In Honor of World Water Day, Meet a Guy Who Uses Enough Water for a City of 40,000 People

Australian farmer Laurie Arthur farms 10,000 acres, using the same amount of water as a city of 40,000 to produce food for 100,000.


Laurie Arthur is a farmer in the heart of Australia’s bread basket, the basin of the Murray River, who was kind enough, when I was trying to understand water, to explain how water works for farmers.

Arthur lives out in the wide open country east of Adelaide and north of Melbourne — flat, irrigated farmland where his nearest neighbor is 12 miles down the road, and where his white farm truck is often flanked by squads of kangaroos, who have no trouble keeping pace as he drives from field to field at 40 or 50 mph.

Arthur lives comfortably in a world most of us never visit, and even have a hard time grasping. He farms 10,000 acres. That amount of land is impossible to visualize, but its scale is easy to bring down to Earth.

Arthur took me to a single 150-acre field, which seemed to spread out in all directions toward the horizon. (You could park five Wal-Mart Supercenters, including their full parking lots, on that one patch of dirt.) That single field has a perimeter of 2 miles.

It is 1 percent of Laurie Arthur’s land.

If the land Arthur is responsible for cultivating is hard to grasp, the water he uses to make it blossom is truly astonishing.

To raise a single year’s crop, Arthur uses 1.6 billion gallons of water (6 billion liters) — a big slug of water. It’s enough to supply all the water needs for a town of 40,000 people, for a year.

One guy, with one farm, using as much water every single day as a city of 40,000 people.

Laurie Arthur has the charm and wry humor we find so irresistible in Australians — a disarming confidence, along with the bemused understanding that today, farmers are far more alien creatures than, oh, astronauts.

Arthur has introduced himself at school parent events as a farmer, and had fellow parents turn to him matter-of-factly and say, “Oh, you’re a water waster, then.”

What is Laurie Arthur doing with all that water, anyway?

He’s raising food — rice, to be specific.

In a year when everything goes right, Arthur raises 20 million pounds of rice, using those 1.6 billion gallons of water.

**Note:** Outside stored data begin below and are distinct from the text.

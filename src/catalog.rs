use chrono::{NaiveDate, NaiveDateTime};
use std::{cmp::Ordering, collections::HashMap, fmt};

/// Semantic type of a queryable field. Drives coercion of filter tokens.
#[derive(Debug, Clone, Copy, PartialEq, Eq)]
pub enum FieldKind {
    String,
    Int,
    Float,
    Bool,
    DateTime,
    Date,
    /// Variant names in declaration order; values are compared by ordinal.
    Enum(&'static [&'static str]),
}

impl FieldKind {
    pub fn is_string(&self) -> bool {
        matches!(self, FieldKind::String)
    }
}

impl fmt::Display for FieldKind {
    fn fmt(&self, f: &mut fmt::Formatter<'_>) -> fmt::Result {
        match self {
            FieldKind::String => write!(f, "string"),
            FieldKind::Int => write!(f, "integer"),
            FieldKind::Float => write!(f, "float"),
            FieldKind::Bool => write!(f, "boolean"),
            FieldKind::DateTime => write!(f, "datetime"),
            FieldKind::Date => write!(f, "date"),
            FieldKind::Enum(_) => write!(f, "enum"),
        }
    }
}

/// A field value read from an entity, or a coerced filter operand.
#[derive(Debug, Clone, PartialEq)]
pub enum Value {
    Null,
    String(String),
    Int(i64),
    Float(f64),
    Bool(bool),
    DateTime(NaiveDateTime),
    Date(NaiveDate),
    Enum(u32),
}

impl Value {
    pub fn is_null(&self) -> bool {
        matches!(self, Value::Null)
    }

    pub fn as_str(&self) -> Option<&str> {
        match self {
            Value::String(s) => Some(s),
            _ => None,
        }
    }

    fn rank(&self) -> u8 {
        match self {
            Value::Null => 0,
            Value::Bool(_) => 1,
            Value::Int(_) | Value::Float(_) => 2,
            Value::Enum(_) => 3,
            Value::Date(_) => 4,
            Value::DateTime(_) => 5,
            Value::String(_) => 6,
        }
    }

    /// Total order used for sorting: nulls first, then by value.
    pub fn sort_cmp(&self, other: &Self) -> Ordering {
        match (self, other) {
            (Value::Float(a), Value::Float(b)) => a.total_cmp(b),
            (Value::Int(a), Value::Float(b)) => (*a as f64).total_cmp(b),
            (Value::Float(a), Value::Int(b)) => a.total_cmp(&(*b as f64)),
            _ => self
                .partial_cmp(other)
                .unwrap_or_else(|| self.rank().cmp(&other.rank())),
        }
    }
}

impl PartialOrd for Value {
    /// Comparison between values of the same kind. Null compares to nothing,
    /// so range predicates never match a null field.
    fn partial_cmp(&self, other: &Self) -> Option<Ordering> {
        match (self, other) {
            (Value::String(a), Value::String(b)) => a.partial_cmp(b),
            (Value::Int(a), Value::Int(b)) => a.partial_cmp(b),
            (Value::Float(a), Value::Float(b)) => a.partial_cmp(b),
            (Value::Int(a), Value::Float(b)) => (*a as f64).partial_cmp(b),
            (Value::Float(a), Value::Int(b)) => a.partial_cmp(&(*b as f64)),
            (Value::Bool(a), Value::Bool(b)) => a.partial_cmp(b),
            (Value::DateTime(a), Value::DateTime(b)) => a.partial_cmp(b),
            (Value::Date(a), Value::Date(b)) => a.partial_cmp(b),
            (Value::Enum(a), Value::Enum(b)) => a.partial_cmp(b),
            _ => None,
        }
    }
}

impl From<&str> for Value {
    fn from(value: &str) -> Self {
        Value::String(value.to_string())
    }
}

impl From<String> for Value {
    fn from(value: String) -> Self {
        Value::String(value)
    }
}

impl From<&String> for Value {
    fn from(value: &String) -> Self {
        Value::String(value.clone())
    }
}

impl From<i64> for Value {
    fn from(value: i64) -> Self {
        Value::Int(value)
    }
}

impl From<i32> for Value {
    fn from(value: i32) -> Self {
        Value::Int(value.into())
    }
}

impl From<f64> for Value {
    fn from(value: f64) -> Self {
        Value::Float(value)
    }
}

impl From<bool> for Value {
    fn from(value: bool) -> Self {
        Value::Bool(value)
    }
}

impl From<NaiveDateTime> for Value {
    fn from(value: NaiveDateTime) -> Self {
        Value::DateTime(value)
    }
}

impl From<NaiveDate> for Value {
    fn from(value: NaiveDate) -> Self {
        Value::Date(value)
    }
}

impl<T: Into<Value>> From<Option<T>> for Value {
    fn from(value: Option<T>) -> Self {
        value.map(Into::into).unwrap_or(Value::Null)
    }
}

pub type Getter<T> = fn(&T) -> Value;

/// One queryable/sortable field of an entity.
pub struct Field<T> {
    name: &'static str,
    kind: FieldKind,
    nullable: bool,
    get: Getter<T>,
}

impl<T> Field<T> {
    pub fn name(&self) -> &'static str {
        self.name
    }

    pub fn kind(&self) -> FieldKind {
        self.kind
    }

    pub fn is_nullable(&self) -> bool {
        self.nullable
    }

    pub fn read(&self, item: &T) -> Value {
        (self.get)(item)
    }
}

impl<T> fmt::Debug for Field<T> {
    fn fmt(&self, f: &mut fmt::Formatter<'_>) -> fmt::Result {
        f.debug_struct("Field")
            .field("name", &self.name)
            .field("kind", &self.kind)
            .field("nullable", &self.nullable)
            .finish()
    }
}

/// Per-entity table of queryable fields, keyed case-insensitively.
pub struct FieldCatalog<T> {
    fields: Vec<Field<T>>,
    by_name: HashMap<String, usize>,
}

impl<T> Default for FieldCatalog<T> {
    fn default() -> Self {
        Self::new()
    }
}

impl<T> FieldCatalog<T> {
    pub fn new() -> Self {
        Self {
            fields: Vec::new(),
            by_name: HashMap::new(),
        }
    }

    pub fn field(self, name: &'static str, kind: FieldKind, get: Getter<T>) -> Self {
        self.insert(name, kind, false, get)
    }

    pub fn nullable(self, name: &'static str, kind: FieldKind, get: Getter<T>) -> Self {
        self.insert(name, kind, true, get)
    }

    fn insert(mut self, name: &'static str, kind: FieldKind, nullable: bool, get: Getter<T>) -> Self {
        let field = Field {
            name,
            kind,
            nullable,
            get,
        };
        match self.by_name.get(&name.to_lowercase()) {
            Some(&idx) => self.fields[idx] = field,
            None => {
                self.by_name.insert(name.to_lowercase(), self.fields.len());
                self.fields.push(field);
            }
        }
        self
    }

    pub fn get(&self, name: &str) -> Option<&Field<T>> {
        self.by_name
            .get(&name.trim().to_lowercase())
            .map(|&idx| &self.fields[idx])
    }

    pub fn iter(&self) -> std::slice::Iter<'_, Field<T>> {
        self.fields.iter()
    }

    pub fn len(&self) -> usize {
        self.fields.len()
    }

    pub fn is_empty(&self) -> bool {
        self.fields.is_empty()
    }
}

/// A type that can be filtered, sorted and paged by field name.
///
/// Implementors keep their catalog in a `once_cell::sync::Lazy` static so it
/// is built once per type.
pub trait Entity: Sized + 'static {
    fn catalog() -> &'static FieldCatalog<Self>;
}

Is that good, or is that cavalier?

Well, with enough water to supply a city of 40,000 people for a year, he raises enough food to feed a city of 100,000 people for a year — all 100,000 people, 3 meals a day, for 365 days.*

Arthur smiles. “How much is the right amount of water to feed a city of 100,000 people?”

Today is World Water Day. The point of World Water Day is to draw attention to our favorite, our most familiar, and our most taken-for-granted resource. There is a delightful irony for water folks in the fact that World Water Day is itself mostly ignored by everyone outside the world of water. (Could we start a day to draw awareness to World Water Day?)

Every person on Earth revels in water every day, in some fashion — whether we celebrate water or not.

This year, the theme of World Water Day is the connection between water and food. Although most of us never think about water when we tuck into an omelet, or a turkey sandwich, or a dinner of salad, steak and rice pilaf, there is no more intimate connection than that between water and food.

In fact, food is water.

         To finish reading this essay, click here. It is cross-posted with IBM’s SmarterPlanet blog.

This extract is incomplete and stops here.